Kurd Halkının kendi topraklarında kendi vatanında varlıkları yok sayılıyor ve Kurdlüğün yok edilmesi için seferber olan faşist Türkiye devletinin barbarlıkları adeta alkışlanıyor.
Türkiye ordusu, Rojava’mızda sivil soydaşlarımıza karşı kimyasal silah kullanıyor. Türkiye Halkı bu ahlaksızlığa karşı, Erdoğan çetesinin yalanlarını, barbarlıklarını ve sistemli olarak soykırım uygulamasını alkışlıyor. Türkiye devletinin bu barbarlıklarını kabul etmek, alkışlamak, Türklük adına Kurd Halkına karşı işleniyor olan insanlık suçlarının suç ortaklığıdır.
Türkiye’de koruculuğa zorlanmış olan Kurdleri, Rojava’da Kurdleri katletmeye göndermeye yönelen Türkiye devletinin, devlet anlayışından ve insanlıktan yoksunluğunun kanıtıdır.
Şimdi de Kurd vatandaşlarımızın evlerine mektup gönderen faşist Türkiye devleti, her Kurd evinden en az bir kişinin, Türkiye devletinin askeri olarak Rojava’ya gidip Kurd kardeşlerini öldürmelerini emrediyor.
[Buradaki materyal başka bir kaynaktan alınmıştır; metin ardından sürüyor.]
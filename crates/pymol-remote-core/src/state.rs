//! Session state transfer through temporary files.
//!
//! PyMOL only saves to and loads from named files, so every transfer goes
//! through a uniquely named temp file carrying the format's extension:
//! create → host save/load → read back (get only) → delete.

use crate::config::RpcConfig;
use crate::interpreter::Interpreter;
use crate::{PymolRemoteError, Result};
use base64::engine::general_purpose::STANDARD as BASE64;
use base64::Engine as _;
use serde::{Deserialize, Deserializer, Serialize, Serializer};
use std::fmt;
use std::io::Write;
use std::path::Path;
use std::str::FromStr;
use tempfile::TempPath;
use tracing::debug;

/// File formats accepted by `get_state` and `set_state`.
#[derive(Debug, Clone, Copy, PartialEq, Eq, Hash)]
pub enum StateFormat {
    Pdb,
    Cif,
    Mol,
    Sdf,
    Png,
    Pkl,
    /// Whole PyMOL session; the host ignores selection and state.
    Pse,
}

impl StateFormat {
    /// Formats transferred as UTF-8 text.
    pub const TEXT: [StateFormat; 4] = [
        StateFormat::Pdb,
        StateFormat::Cif,
        StateFormat::Mol,
        StateFormat::Sdf,
    ];

    /// Formats transferred as raw bytes.
    pub const BINARY: [StateFormat; 3] = [StateFormat::Png, StateFormat::Pkl, StateFormat::Pse];

    pub fn all() -> impl Iterator<Item = StateFormat> {
        Self::TEXT.into_iter().chain(Self::BINARY)
    }

    /// Format name, also used as the file extension.
    pub fn as_str(self) -> &'static str {
        match self {
            StateFormat::Pdb => "pdb",
            StateFormat::Cif => "cif",
            StateFormat::Mol => "mol",
            StateFormat::Sdf => "sdf",
            StateFormat::Png => "png",
            StateFormat::Pkl => "pkl",
            StateFormat::Pse => "pse",
        }
    }

    pub fn is_text(self) -> bool {
        Self::TEXT.contains(&self)
    }

    /// True for the format that captures the complete interpreter session.
    pub fn is_session(self) -> bool {
        self == StateFormat::Pse
    }

    fn allowed_names() -> Vec<&'static str> {
        Self::all().map(StateFormat::as_str).collect()
    }
}

impl fmt::Display for StateFormat {
    fn fmt(&self, f: &mut fmt::Formatter<'_>) -> fmt::Result {
        f.write_str(self.as_str())
    }
}

impl FromStr for StateFormat {
    type Err = PymolRemoteError;

    fn from_str(s: &str) -> Result<Self> {
        Self::all()
            .find(|format| format.as_str() == s)
            .ok_or_else(|| PymolRemoteError::UnsupportedFormat {
                format: s.to_string(),
                allowed: Self::allowed_names(),
            })
    }
}

impl Serialize for StateFormat {
    fn serialize<S: Serializer>(&self, serializer: S) -> std::result::Result<S::Ok, S::Error> {
        serializer.serialize_str(self.as_str())
    }
}

impl<'de> Deserialize<'de> for StateFormat {
    fn deserialize<D: Deserializer<'de>>(deserializer: D) -> std::result::Result<Self, D::Error> {
        let raw = String::deserialize(deserializer)?;
        raw.parse().map_err(serde::de::Error::custom)
    }
}

/// Saved snapshot of (part of) a session.
///
/// On the wire text travels as a JSON string and bytes as
/// `{"base64": "<standard base64>"}`.
#[derive(Debug, Clone, PartialEq, Eq)]
pub enum StateBlob {
    Text(String),
    Binary(Vec<u8>),
}

#[derive(Serialize, Deserialize)]
#[serde(untagged)]
enum WireBlob {
    Text(String),
    Binary { base64: String },
}

impl StateBlob {
    pub fn as_bytes(&self) -> &[u8] {
        match self {
            StateBlob::Text(text) => text.as_bytes(),
            StateBlob::Binary(bytes) => bytes,
        }
    }

    pub fn into_bytes(self) -> Vec<u8> {
        match self {
            StateBlob::Text(text) => text.into_bytes(),
            StateBlob::Binary(bytes) => bytes,
        }
    }

    pub fn as_text(&self) -> Option<&str> {
        match self {
            StateBlob::Text(text) => Some(text),
            StateBlob::Binary(_) => None,
        }
    }

    pub fn len(&self) -> usize {
        self.as_bytes().len()
    }

    pub fn is_empty(&self) -> bool {
        self.len() == 0
    }

    /// Wrap raw file contents the way `format` is transferred.
    pub fn from_bytes(bytes: Vec<u8>, format: StateFormat) -> Result<Self> {
        if format.is_text() {
            String::from_utf8(bytes)
                .map(StateBlob::Text)
                .map_err(|e| PymolRemoteError::Protocol {
                    message: format!("{format} state is not valid UTF-8: {e}"),
                })
        } else {
            Ok(StateBlob::Binary(bytes))
        }
    }
}

impl Serialize for StateBlob {
    fn serialize<S: Serializer>(&self, serializer: S) -> std::result::Result<S::Ok, S::Error> {
        match self {
            StateBlob::Text(text) => serializer.serialize_str(text),
            StateBlob::Binary(bytes) => WireBlob::Binary {
                base64: BASE64.encode(bytes),
            }
            .serialize(serializer),
        }
    }
}

impl<'de> Deserialize<'de> for StateBlob {
    fn deserialize<D: Deserializer<'de>>(deserializer: D) -> std::result::Result<Self, D::Error> {
        match WireBlob::deserialize(deserializer)? {
            WireBlob::Text(text) => Ok(StateBlob::Text(text)),
            WireBlob::Binary { base64 } => BASE64
                .decode(base64.as_bytes())
                .map(StateBlob::Binary)
                .map_err(serde::de::Error::custom),
        }
    }
}

/// Parameters of a `get_state` call.
#[derive(Debug, Clone, PartialEq, Eq)]
pub struct GetStateRequest {
    /// Atom selection to save.
    pub selection: String,
    /// `-1` is the current state, `0` writes every state.
    pub state: i64,
    pub format: StateFormat,
}

impl Default for GetStateRequest {
    fn default() -> Self {
        Self {
            selection: "(all)".to_string(),
            state: -1,
            format: StateFormat::Pdb,
        }
    }
}

/// Parameters of a `set_state` call.
#[derive(Debug, Clone, PartialEq, Eq)]
pub struct SetStateRequest {
    /// Object to load into; empty lets the host pick.
    pub object: String,
    /// `0` appends a new state.
    pub state: i64,
    /// Any file extension the host can load, e.g. `pse`, `mol2` or `pdb.gz`.
    pub format: String,
}

impl Default for SetStateRequest {
    fn default() -> Self {
        Self {
            object: String::new(),
            state: 0,
            format: StateFormat::Pse.as_str().to_string(),
        }
    }
}

/// Save `selection` through the host and return the file contents.
///
/// The format is validated before any temp file is created.
pub fn get_state(
    interpreter: &mut dyn Interpreter,
    temp_dir: Option<&Path>,
    selection: &str,
    state: i64,
    format: &str,
) -> Result<StateBlob> {
    let format: StateFormat = format.parse()?;
    let path = temp_path(temp_dir, format.as_str())?;
    debug!("Saving {} state of {} to {}", format, selection, path.display());

    interpreter.save(&path, selection, state, format)?;
    let bytes = std::fs::read(&path).map_err(|e| PymolRemoteError::io_with_path(e, &*path))?;

    let display = path.to_path_buf();
    path.close()
        .map_err(|e| PymolRemoteError::io_with_path(e, display))?;

    StateBlob::from_bytes(bytes, format)
}

/// Check that `format` can be used as a file extension.
///
/// Loading is not limited to the formats `get_state` returns: anything made of
/// ASCII letters, digits and inner dots (`mol2`, `pdb.gz`) is passed to the host.
pub fn load_format(format: &str) -> Result<&str> {
    let valid = !format.is_empty()
        && format.split('.').all(|part| {
            !part.is_empty() && part.chars().all(|c| c.is_ascii_alphanumeric())
        });
    if valid {
        Ok(format)
    } else {
        Err(PymolRemoteError::InvalidFormat {
            format: format.to_string(),
        })
    }
}

/// Write `buffer` to a temp file and load it through the host.
pub fn set_state(
    interpreter: &mut dyn Interpreter,
    temp_dir: Option<&Path>,
    buffer: &StateBlob,
    object: &str,
    state: i64,
    format: &str,
) -> Result<()> {
    let format = load_format(format)?;
    let path = temp_path(temp_dir, format)?;
    debug!(
        "Loading {} bytes of {} state from {}",
        buffer.len(),
        format,
        path.display()
    );

    {
        let mut file = std::fs::OpenOptions::new()
            .write(true)
            .truncate(true)
            .open(&path)
            .map_err(|e| PymolRemoteError::io_with_path(e, &*path))?;
        file.write_all(buffer.as_bytes())
            .and_then(|_| file.flush())
            .map_err(|e| PymolRemoteError::io_with_path(e, &*path))?;
    }

    interpreter.load(&path, object, state, format)?;

    let display = path.to_path_buf();
    path.close()
        .map_err(|e| PymolRemoteError::io_with_path(e, display))
}

/// Create an empty, closed temp file named `pymol-remote-*.{ext}`.
///
/// The returned path deletes the file when dropped.
fn temp_path(temp_dir: Option<&Path>, extension: &str) -> Result<TempPath> {
    let suffix = format!(".{extension}");
    let mut builder = tempfile::Builder::new();
    builder.prefix(RpcConfig::TEMP_FILE_PREFIX).suffix(&suffix);

    let file = match temp_dir {
        Some(dir) => builder
            .tempfile_in(dir)
            .map_err(|e| PymolRemoteError::io_with_path(e, dir))?,
        None => builder.tempfile()?,
    };
    Ok(file.into_temp_path())
}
Bu ahlaksızca dayatma her türlü insani değerleri “yok” saymaktır. Türklüğün ve Türk devletinin varlığını bile insanlık adına utanç vericidir.
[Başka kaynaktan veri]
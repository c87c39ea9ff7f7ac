use std::io::ErrorKind;
use std::path::{Path, PathBuf};
use std::time::SystemTime;

use chrono::{DateTime, FixedOffset, NaiveDateTime};
use serde_yaml::{Mapping, Value};

use super::{
    field_kind, FieldKind, FieldValue, ItemSet, Record, SaveFile, SaveSlot, Scalar,
    DATE_MODIFIED_FIELD, SAVE_SLOTS_KEY,
};

const FALLBACK_SLOTS_KEY: &str = "slots";

#[derive(Debug, thiserror::Error)]
pub enum SnapshotError {
    #[error("save file not found at '{}'", .0.display())]
    Missing(PathBuf),
    #[error("failed to read save file '{}': {message}", .path.display())]
    Io { path: PathBuf, message: String },
    #[error("failed to parse save file: {0}")]
    Parse(String),
    #[error("save file has an unexpected shape: {0}")]
    Shape(String),
}

impl SnapshotError {
    pub fn is_missing(&self) -> bool {
        matches!(self, SnapshotError::Missing(_))
    }

    fn from_io(path: &Path, error: std::io::Error) -> Self {
        if error.kind() == ErrorKind::NotFound {
            return SnapshotError::Missing(path.to_path_buf());
        }

        SnapshotError::Io {
            path: path.to_path_buf(),
            message: error.to_string(),
        }
    }
}

pub fn modified_time(path: &Path) -> Result<SystemTime, SnapshotError> {
    std::fs::metadata(path)
        .and_then(|metadata| metadata.modified())
        .map_err(|error| SnapshotError::from_io(path, error))
}

pub fn read_save_file(path: &Path) -> Result<SaveFile, SnapshotError> {
    let raw_yaml =
        std::fs::read_to_string(path).map_err(|error| SnapshotError::from_io(path, error))?;
    parse_save_file(&raw_yaml)
}

pub fn parse_save_file(raw_yaml: &str) -> Result<SaveFile, SnapshotError> {
    let document = serde_yaml::from_str::<Value>(raw_yaml)
        .map_err(|error| SnapshotError::Parse(error.to_string()))?;

    let Value::Mapping(root) = document else {
        return Err(SnapshotError::Shape(
            "document root is not a mapping".to_string(),
        ));
    };

    let slots_value = root
        .get(SAVE_SLOTS_KEY)
        .or_else(|| root.get(FALLBACK_SLOTS_KEY))
        .ok_or_else(|| SnapshotError::Shape(format!("missing '{SAVE_SLOTS_KEY}' list")))?;

    let slot_values: &[Value] = match slots_value {
        Value::Sequence(values) => values.as_slice(),
        Value::Null => &[],
        _ => {
            return Err(SnapshotError::Shape(format!(
                "'{SAVE_SLOTS_KEY}' is not a list"
            )));
        }
    };

    let slots = slot_values
        .iter()
        .enumerate()
        .map(|(index, value)| parse_save_slot(index, value))
        .collect::<Result<Vec<SaveSlot>, SnapshotError>>()?;

    Ok(SaveFile::new(slots))
}

fn parse_save_slot(index: usize, value: &Value) -> Result<SaveSlot, SnapshotError> {
    let Value::Mapping(mapping) = untag(value) else {
        return Err(SnapshotError::Shape(format!(
            "save slot #{} is not a mapping",
            index + 1
        )));
    };

    let mut slot = SaveSlot::new();
    for (key_value, field_value) in mapping {
        let key = key_text(key_value);
        let parsed = match field_kind(&key) {
            FieldKind::Scalar => FieldValue::Scalar(parse_scalar(&key, field_value)),
            FieldKind::Set => FieldValue::Set(parse_item_set(index, &key, field_value)?),
            FieldKind::RecordList => {
                FieldValue::Records(parse_record_list(index, &key, field_value)?)
            }
        };
        slot.insert(key, parsed);
    }

    Ok(slot)
}

fn parse_item_set(index: usize, key: &str, value: &Value) -> Result<ItemSet, SnapshotError> {
    match untag(value) {
        Value::Null => Ok(ItemSet::default()),
        Value::Sequence(items) => Ok(ItemSet::new(
            items.iter().map(|item| parse_scalar(key, item)).collect(),
        )),
        _ => Err(SnapshotError::Shape(format!(
            "save slot #{} field '{key}' is not a list",
            index + 1
        ))),
    }
}

fn parse_record_list(
    index: usize,
    key: &str,
    value: &Value,
) -> Result<Vec<Record>, SnapshotError> {
    let items = match untag(value) {
        Value::Null => return Ok(Vec::new()),
        Value::Sequence(items) => items,
        _ => {
            return Err(SnapshotError::Shape(format!(
                "save slot #{} field '{key}' is not a list",
                index + 1
            )));
        }
    };

    items
        .iter()
        .map(|item| match untag(item) {
            Value::Mapping(mapping) => Ok(parse_record(mapping)),
            _ => Err(SnapshotError::Shape(format!(
                "save slot #{} field '{key}' holds a non-record entry",
                index + 1
            ))),
        })
        .collect()
}

fn parse_record(mapping: &Mapping) -> Record {
    let mut record = Record::new();
    for (key_value, value) in mapping {
        let key = key_text(key_value);
        let parsed = parse_scalar(&key, value);
        record.insert(key, parsed);
    }
    record
}

fn parse_scalar(key: &str, value: &Value) -> Scalar {
    match untag(value) {
        Value::Null => Scalar::Null,
        Value::Bool(flag) => Scalar::Bool(*flag),
        Value::Number(number) => match number.as_i64() {
            Some(integer) => Scalar::Integer(integer),
            None => number.as_f64().map(Scalar::Float).unwrap_or(Scalar::Null),
        },
        Value::String(text) => {
            if key == DATE_MODIFIED_FIELD {
                if let Some(timestamp) = parse_timestamp(text) {
                    return Scalar::Timestamp(timestamp);
                }
            }
            Scalar::Text(text.clone())
        }
        Value::Sequence(items) => {
            Scalar::List(items.iter().map(|item| parse_scalar(key, item)).collect())
        }
        Value::Mapping(mapping) => Scalar::Record(parse_record(mapping)),
        Value::Tagged(tagged) => parse_scalar(key, &tagged.value),
    }
}

fn untag(value: &Value) -> &Value {
    match value {
        Value::Tagged(tagged) => untag(&tagged.value),
        other => other,
    }
}

fn key_text(value: &Value) -> String {
    match untag(value) {
        Value::String(text) => text.clone(),
        other => parse_scalar("", other).to_string(),
    }
}

pub(crate) fn parse_timestamp(text: &str) -> Option<DateTime<FixedOffset>> {
    let trimmed = text.trim();
    if let Ok(timestamp) = DateTime::parse_from_rfc3339(trimmed) {
        return Some(timestamp);
    }

    if let Ok(timestamp) = DateTime::parse_from_str(trimmed, "%Y-%m-%d %H:%M:%S%.f %:z") {
        return Some(timestamp);
    }

    NaiveDateTime::parse_from_str(trimmed, "%Y-%m-%dT%H:%M:%S%.f")
        .ok()
        .map(|naive| naive.and_utc().fixed_offset())
}

#[cfg(test)]
mod tests {
    use super::{parse_save_file, read_save_file, SnapshotError};
    use crate::save_file::{FieldValue, Record, Scalar};
    use std::time::{SystemTime, UNIX_EPOCH};

    const SAMPLE_SAVE: &str = r#"
saveDataSlots:
- version: 1.6
  name: Slot
  dateModified: 2024-03-02T18:22:33.1234567-05:00
  timeSpent: 125.5
  respawnScene: Lumina Landed
  respawnFacingRight: true
  respawnPoint:
    x: -117.732597
    y: -173.997604
  blinkUnlocked: false
  triggersSet:
  - intro_done
  - pinCollected_Blink
  scrollsPickedUp:
  - 3
  - 12
  savedCharges:
  - id: lever_1
    charge: positive
  savedResetInfos: []
"#;

    #[test]
    fn parses_slots_with_typed_fields() {
        let save_file = parse_save_file(SAMPLE_SAVE).expect("Expected sample save to parse");
        assert_eq!(save_file.len(), 1);

        let slot = save_file.slot(0).expect("Expected first slot");
        assert_eq!(slot.name().as_deref(), Some("Slot"));
        assert_eq!(slot.flag("blinkUnlocked"), Some(false));
        assert_eq!(slot.respawn_point(), Some((-117.732597, -173.997604)));

        let triggers = slot.set("triggersSet").expect("Expected triggersSet set");
        assert!(triggers.contains("pinCollected_Blink"));

        let scrolls = slot.set("scrollsPickedUp").expect("Expected scrollsPickedUp set");
        assert_eq!(scrolls.items(), &[Scalar::Integer(3), Scalar::Integer(12)]);

        assert_eq!(
            slot.records("savedCharges"),
            Some(
                &[Record::new()
                    .with("id", Scalar::text("lever_1"))
                    .with("charge", Scalar::text("positive"))][..]
            )
        );
        assert!(matches!(
            slot.get("savedResetInfos"),
            Some(FieldValue::Set(items)) if items.items().is_empty()
        ));
    }

    #[test]
    fn parses_seven_digit_date_modified() {
        let save_file = parse_save_file(SAMPLE_SAVE).expect("Expected sample save to parse");
        let slot = save_file.slot(0).expect("Expected first slot");
        let date_modified = slot
            .date_modified()
            .expect("Expected dateModified to parse as a timestamp");

        assert_eq!(date_modified.timestamp_subsec_nanos(), 123_456_700);
        assert_eq!(date_modified.offset().local_minus_utc(), -5 * 3600);
    }

    #[test]
    fn rejects_truncated_documents() {
        let error = parse_save_file("saveDataSlots:\n- name: [unterminated")
            .expect_err("Expected truncated yaml to fail");
        assert!(matches!(error, SnapshotError::Parse(_)));

        let error = parse_save_file("").expect_err("Expected empty document to fail");
        assert!(matches!(
            error,
            SnapshotError::Shape(_) | SnapshotError::Parse(_)
        ));
    }

    #[test]
    fn accepts_empty_slot_list() {
        let save_file =
            parse_save_file("saveDataSlots: []\n").expect("Expected empty slot list to parse");
        assert!(save_file.is_empty());
    }

    #[test]
    fn reports_missing_file() {
        let timestamp_nanos = SystemTime::now()
            .duration_since(UNIX_EPOCH)
            .map(|duration| duration.as_nanos())
            .unwrap_or(0);
        let missing_path =
            std::env::temp_dir().join(format!("savewatch_missing_{timestamp_nanos}.yaml"));

        let error = read_save_file(&missing_path).expect_err("Expected missing file error");
        assert!(error.is_missing());
    }
}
17 Ekim akşamı Ankara’da, soylu Kurd Halkı adına, Rojava ile ilgili sözde anlaşma Trump ve Erdoğan denen iki kendini bilmezin Dünya gerçeklerinden habersiz olduklarının kanıtıdır.
Donald Trump’ın babası bir pezevenk idi. Fuhuşhane işleterek servet kazanan bir babanın evinde büyüyen bir sapık kişiliğin ABD gibi bir Dünya gücü devletinin başında olabilmesi de Dünya yönetiminin içinde bulunduğu rezalet için olmasının nedenidir.
Hitler karakterini geride bırakmış olan Erdoğan, biz Kurdler için, Saddam diktatöründen çok daha fazla ileri düzeyde kan emici, vampir kişiliktir.
Rojava’da görülen yeni gelişmeler Kurd Halkının ne pahasına olursa olsun, her şeyimizi ortaya koyup Bağımsız Kurdîstan Birleşik Devletlerini resmileştirmemiz gerektiğini, bizlere hatırlatıyor.
Ankara’da ilan edilmiş olan sözde anlaşma, Kurdlüğe hakarettir.
O anlaşma yerine Trump ve Erdoğan’ın yüzüne Kurd tükürüğü çok daha fazla münasiptir. Metanet ve kararlılıkla Kurdlüğümüze sarılalım.